Error rates, times, and hints can also be viewed by condition in learning curves or the performance profiler by creating samples for each condition and selecting those. An example dataset that has condition samples is Digital Games for Improving Number Sense - Study 1 (on the Learning Curve tab, inspect the two existing samples and try turning them on and off).

Show related datasets and papers

Improve student learning in my system

There are many ways DataShop can help you analyze your dataset to try to discover ways you might improve student learning from your system. First, a simple strategy is to inspect learning curves to see if any are "low and flat", implying students are getting asked to do easy tasks repeatedly, potentially wasting their valuable learning time (see Cen et al., 2007).

A second, more sophisticated approach is to inspect your learning curves to identify opportunities for improving your knowledge component (KC) model. See Stamper et al. (2011) and watch either of these two videos. Koedinger et al. (2013) describes how an improved KC model was used to redesign a tutor and describes an experiment showing that students learn faster and better from this redesigned tutor than they do from the original tutor. Koedinger & McLaughlin (2010) provides a similar result, with both showing how KC model improvements can inspire the design of novel instructional tasks.

A third, automated approach is to employ Learning Factors Analysis (LFA; see Koedinger et al., 2012). If you would like us to apply LFA to your dataset, contact us. There are many other ways researchers have improved their systems and run experiments demonstrating that these improvements work. See the topic Test an instructional principle.

Watch a video in which researchers Martina Rau and Richard Scheines discuss sense-making before fluency. Using data collected from fourth and fifth grade students who used an intelligent tutoring system for fractions learning, Rau et al. were able to determine that an instructional model that emphasizes making sense of a fractions concept using graphical representation before demonstrating fluency in using graphical representations produces significantly enhanced learning gains. For their award-winning EDM 2013 conference paper, see Rau et al. (2013).

Show related datasets and papers

Discovering knowledge component/skill/cognitive/student models

You can test and improve a knowledge component model in DataShop, or even add a model to a dataset that doesn't have one. Models of student learning map the actions students take in a set of instruction to the knowledge components (KCs) or skills that students are expected to be practicing or learning. DataShop has a simple interface for allowing the creation and editing of knowledge component models. You can export and edit an existing model (or blank template if no such model exists) and then import the new model you create. The new models are then validated and ranked in a "leaderboard" (the KC Models page). You can then use the Learning Curve analysis tool to further explore the individual KCs in the model. A video example of exploring an alternative skill model is available here.

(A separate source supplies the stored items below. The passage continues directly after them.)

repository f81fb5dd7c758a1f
mod versioned_schema;

pub use versioned_schema::{
    open_versioned, Column, SqlType, Table, VersionedSchema, BASE_DB_VERSION, DEFAULT_TIMESTAMP,
};
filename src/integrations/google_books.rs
//! Book metadata lookups against the Google Books volumes API.

use super::{CatalogLookup, CatalogRecord};
use crate::error::{LearnerError, LearnerResult};
use crate::subject::ProgressMode;
use async_trait::async_trait;
use reqwest::Client;
use serde::Deserialize;
use std::collections::BTreeSet;
use std::time::Duration;
use tracing::debug;

pub const DEFAULT_GOOGLE_BOOKS_URL: &str = "https://www.googleapis.com/books/v1/volumes";

#[derive(Debug, Clone)]
pub struct GoogleBooksConfig {
    pub api_url: String,
    pub api_key: Option<String>,
    pub timeout: Duration,
}

impl Default for GoogleBooksConfig {
    fn default() -> Self {
        Self {
            api_url: DEFAULT_GOOGLE_BOOKS_URL.to_string(),
            api_key: None,
            timeout: Duration::from_secs(20),
        }
    }
}

#[derive(Debug, Deserialize)]
#[serde(rename_all = "camelCase")]
struct VolumesResponse {
    #[serde(default)]
    total_items: u32,
    #[serde(default)]
    items: Vec<Volume>,
}

#[derive(Debug, Deserialize)]
#[serde(rename_all = "camelCase")]
struct Volume {
    volume_info: VolumeInfo,
}

#[derive(Debug, Deserialize)]
#[serde(rename_all = "camelCase")]
struct VolumeInfo {
    #[serde(default)]
    title: String,
    #[serde(default)]
    authors: Vec<String>,
    #[serde(default)]
    page_count: u32,
    #[serde(default)]
    chapter_count: u32,
    #[serde(default)]
    industry_identifiers: Vec<IndustryIdentifier>,
}

#[derive(Debug, Deserialize)]
struct IndustryIdentifier {
    #[serde(rename = "type")]
    id_type: String,
    identifier: String,
}

impl VolumeInfo {
    fn isbn_13(&self) -> Option<&str> {
        self.industry_identifiers
            .iter()
            .find(|id| id.id_type == "ISBN_13")
            .map(|id| id.identifier.as_str())
    }
}

fn record_from_isbn_search(isbn: &str, response: VolumesResponse) -> LearnerResult<CatalogRecord> {
    if response.total_items > 1 || response.items.len() > 1 {
        return Err(LearnerError::Ambiguous(format!(
            "{} books found for isbn {}",
            response.total_items.max(response.items.len() as u32),
            isbn
        )));
    }
    let info = response
        .items
        .into_iter()
        .next()
        .map(|volume| volume.volume_info)
        .ok_or_else(|| LearnerError::NotFound(format!("no book with isbn {}", isbn)))?;

    let (mode, total_extent) = if info.chapter_count > 0 {
        (ProgressMode::ByChapter, info.chapter_count)
    } else {
        (ProgressMode::ByPage, info.page_count)
    };
    if total_extent == 0 {
        return Err(LearnerError::NotFound(format!(
            "no page or chapter count known for {}",
            info.title
        )));
    }

    Ok(CatalogRecord {
        isbn: info.isbn_13().unwrap_or(isbn).to_string(),
        author: info
            .authors
            .first()
            .cloned()
            .unwrap_or_else(|| "Unknown".to_string()),
        title: info.title,
        total_extent,
        mode,
    })
}

/// Exact title matches win over fuzzy ones; the candidates must agree on one ISBN-13.
fn isbn_from_title_search(title: &str, response: VolumesResponse) -> LearnerResult<String> {
    let exact: Vec<&VolumeInfo> = response
        .items
        .iter()
        .map(|volume| &volume.volume_info)
        .filter(|info| info.title.trim().eq_ignore_ascii_case(title.trim()))
        .collect();
    let candidates = if exact.is_empty() {
        response.items.iter().map(|v| &v.volume_info).collect()
    } else {
        exact
    };

    let isbns: BTreeSet<&str> = candidates.iter().filter_map(|info| info.isbn_13()).collect();
    let mut isbns = isbns.into_iter();
    match (isbns.next(), isbns.next()) {
        (None, _) => Err(LearnerError::NotFound(format!("no book titled {}", title))),
        (Some(isbn), None) => Ok(isbn.to_string()),
        (Some(_), Some(_)) => Err(LearnerError::Ambiguous(format!(
            "several books match {}, try its ISBN",
            title
        ))),
    }
}

pub struct GoogleBooksClient {
    client: Client,
    config: GoogleBooksConfig,
}

impl GoogleBooksClient {
    pub fn new(config: GoogleBooksConfig) -> Self {
        Self {
            client: Client::new(),
            config,
        }
    }

    async fn search(&self, query: String) -> LearnerResult<VolumesResponse> {
        debug!("Searching volumes for {}", query);
        let mut params = vec![("q", query)];
        if let Some(key) = &self.config.api_key {
            params.push(("key", key.clone()));
        }

        let response = self
            .client
            .get(&self.config.api_url)
            .query(&params)
            .timeout(self.config.timeout)
            .send()
            .await
            .map_err(|e| LearnerError::External(format!("Book lookup failed: {}", e)))?;

        let status = response.status();
        if !status.is_success() {
            return Err(LearnerError::External(format!(
                "Book lookup returned {}",
                status.as_u16()
            )));
        }
        response
            .json()
            .await
            .map_err(|e| LearnerError::External(format!("Failed to parse book lookup: {}", e)))
    }
}

#[async_trait]
impl CatalogLookup for GoogleBooksClient {
    async fn resolve_by_isbn(&self, isbn: &str) -> LearnerResult<CatalogRecord> {
        if isbn.trim().is_empty() {
            return Err(LearnerError::invalid("empty isbn given"));
        }
        let response = self.search(format!("isbn:{}", isbn.trim())).await?;
        record_from_isbn_search(isbn.trim(), response)
    }

    async fn resolve_isbn_by_title(&self, title: &str) -> LearnerResult<String> {
        if title.trim().is_empty() {
            return Err(LearnerError::invalid("You need to specify the book name"));
        }
        let response = self.search(format!("intitle:{}", title.trim())).await?;
        isbn_from_title_search(title, response)
    }
}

Show related datasets and papers

Predicting student performance

One of the most common uses of educational data mining is prediction. You might want to use prediction to say if a student will get a question correct or incorrect, or we might predict if a student is proficient in a certain skill, task, or knowledge component (KC). You might also build predictive models of which students need intervention to avoid failing a course. These models can then be put back into the systems in which the data was collected. The learning curves analysis tool in DataShop shows a blue predicted line for each KC based on the Additive Factors Model (AFM). Stamper & Koedinger (2011) used the learning curve tool to improve knowledge component models that were then updated in the intelligent tutor that produced the original data. Also, KDD Cup 2010 was a challenge based on predicting student performances that DataShop hosted. The KDD Cup website is still functional and researchers are still submitting predictions.

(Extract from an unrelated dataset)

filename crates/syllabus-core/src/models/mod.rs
pub mod label;
pub mod lecture;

Show related datasets and papers

Test a model of metacognition

A number of researchers have built models of aspects of metacognitive (or "learning to learn") strategies that have been influenced by and/or tested with datasets in DataShop. If you are considering creating a new model of a metacognitive strategy, take a look at Aleven & Koedinger (2002) for an example of analyzing data to identify limitations in students' metacognitive (or self-regulatory learning) behaviors. Such limitations suggest opportunities for modeling desired metacognitive behavior (e.g., Aleven et al., 2004) and for developing tutoring support at the metacognitive level (e.g., Roll et al., 2007). Looking across multiple DataShop datasets, one can test for long-term effects of a metacognitive intervention (e.g., Roll et al., 2011).

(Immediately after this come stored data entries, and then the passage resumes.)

use std::collections::HashSet;
use std::io::{ErrorKind, Write};
use std::process::Command;

use serde::de::DeserializeOwned;
use serde::Deserialize;

use syllabus_core::config::SyllabusConfig;
use syllabus_core::error::SyllabusError;
use syllabus_core::models::label::LabelSpec;

use crate::{IssueTracker, NewIssue};

/// Result of a tracker CLI invocation.
#[derive(Debug)]
struct GhOutput {
    stdout: String,
    stderr: String,
    success: bool,
}

impl GhOutput {
    /// Stdout and stderr joined, for error messages.
    fn combined(&self) -> String {
        [self.stdout.trim(), self.stderr.trim()]
            .into_iter()
            .filter(|s| !s.is_empty())
            .collect::<Vec<_>>()
            .join("\n")
    }
}

#[derive(Debug, Deserialize)]
struct GhIssue {
    title: Option<String>,
}

#[derive(Debug, Deserialize)]
struct GhLabel {
    name: Option<String>,
}

/// Talks to the tracker through the GitHub CLI, which owns authentication.
pub struct GhCli {
    program: String,
    repo: String,
    issue_limit: u32,
    label_limit: u32,
}

impl GhCli {
    /// A client using the default fetch limits.
    pub fn new(program: impl Into<String>, repo: impl Into<String>) -> Self {
        let defaults = SyllabusConfig::default();
        Self {
            program: program.into(),
            repo: repo.into(),
            issue_limit: defaults.issue_limit,
            label_limit: defaults.label_limit,
        }
    }

    /// A client for `repo` using the program and limits from `config`.
    pub fn from_config(config: &SyllabusConfig, repo: impl Into<String>) -> Self {
        Self {
            program: config.gh_program.clone(),
            repo: repo.into(),
            issue_limit: config.issue_limit,
            label_limit: config.label_limit,
        }
    }

    pub fn repo(&self) -> &str {
        &self.repo
    }

    fn command_line(&self, args: &[&str]) -> String {
        format!("{} {}", self.program, args.join(" "))
    }

    /// Run the CLI with the given arguments.
    fn gh(&self, args: &[&str]) -> Result<GhOutput, SyllabusError> {
        tracing::debug!(command = %self.command_line(args), "invoking tracker cli");
        let output = Command::new(&self.program)
            .args(args)
            .output()
            .map_err(|e| match e.kind() {
                ErrorKind::NotFound => SyllabusError::CliNotFound {
                    program: self.program.clone(),
                },
                _ => SyllabusError::Io(e),
            })?;

        Ok(GhOutput {
            stdout: String::from_utf8_lossy(&output.stdout).to_string(),
            stderr: String::from_utf8_lossy(&output.stderr).to_string(),
            success: output.status.success(),
        })
    }

    /// Run the CLI, returning an error if it exits non-zero.
    fn gh_ok(&self, args: &[&str]) -> Result<String, SyllabusError> {
        let out = self.gh(args)?;
        if !out.success {
            return Err(SyllabusError::CommandFailed {
                command: self.command_line(args),
                output: out.combined(),
            });
        }
        Ok(out.stdout.trim().to_string())
    }

    fn gh_json<T: DeserializeOwned>(&self, args: &[&str]) -> Result<Vec<T>, SyllabusError> {
        decode_list(&self.gh_ok(args)?)
    }
}

/// Decode a JSON array; empty output counts as an empty list.
fn decode_list<T: DeserializeOwned>(out: &str) -> Result<Vec<T>, SyllabusError> {
    if out.trim().is_empty() {
        return Ok(Vec::new());
    }
    serde_json::from_str(out).map_err(|e| SyllabusError::Serialization(e.to_string()))
}

impl IssueTracker for GhCli {
    fn check_auth(&self) -> Result<(), SyllabusError> {
        let out = self.gh(&["auth", "status"])?;
        if !out.success {
            return Err(SyllabusError::NotAuthenticated {
                message: out.combined(),
            });
        }
        Ok(())
    }

    fn list_issue_titles(&self) -> Result<HashSet<String>, SyllabusError> {
        let limit = self.issue_limit.to_string();
        let issues: Vec<GhIssue> = self.gh_json(&[
            "issue", "list", "--repo", &self.repo, "--state", "all", "--limit", &limit, "--json",
            "title",
        ])?;
        Ok(issues
            .into_iter()
            .filter_map(|i| i.title)
            .filter(|t| !t.is_empty())
            .collect())
    }

    fn list_label_names(&self) -> Result<HashSet<String>, SyllabusError> {
        let limit = self.label_limit.to_string();
        let labels: Vec<GhLabel> = self.gh_json(&[
            "label", "list", "--repo", &self.repo, "--limit", &limit, "--json", "name",
        ])?;
        Ok(labels
            .into_iter()
            .filter_map(|l| l.name)
            .filter(|n| !n.is_empty())
            .collect())
    }

    fn create_label(&self, label: &LabelSpec) -> Result<(), SyllabusError> {
        self.gh_ok(&[
            "label",
            "create",
            &label.name,
            "--repo",
            &self.repo,
            "--color",
            &label.color,
            "--description",
            &label.description,
        ])?;
        tracing::info!(label = %label.name, repo = %self.repo, "created label");
        Ok(())
    }

    fn create_issue(&self, issue: &NewIssue) -> Result<String, SyllabusError> {
        // Removed when dropped, whether or not the CLI succeeds.
        let mut body_file = tempfile::Builder::new()
            .prefix("syllabus-")
            .suffix(".md")
            .tempfile()?;
        body_file.write_all(issue.body.as_bytes())?;
        body_file.flush()?;
        let body_path = body_file.path().to_string_lossy().into_owned();

        let mut args: Vec<&str> = vec![
            "issue",
            "create",
            "--repo",
            &self.repo,
            "--title",
            &issue.title,
            "--body-file",
            &body_path,
        ];
        for label in &issue.labels {
            args.push("--label");
            args.push(label);
        }

        let out = self.gh_ok(&args)?;
        tracing::info!(title = %issue.title, repo = %self.repo, "created issue");
        Ok(out)
    }
}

In addition to exploring metacognitive help-seeking strategies (as in references above), other metacognitive strategies have also been explored including self-explanation (e.g., Shi et al., 2008), error self-correction (e.g., Mathan & Koedinger, 2005), self-assessment (e.g., Long & Aleven, 2013), and collaboration skills (e.g., Walker et al., 2011). Many more are possible!

Show related datasets and papers

Test a theory of performance or learning

If, for example, you want to test whether a power law or exponential function better fits learning data, you might use DataShop data sets to do so as follows. You might export data from a dataset, e.g. Geometry Area, 1996-1997, open it into a software package like Matlab or R, and use programs for modeling, such as generalized linear regression, to compare alternate versions of your theory. You can find instructions on how to read an exported file into R here.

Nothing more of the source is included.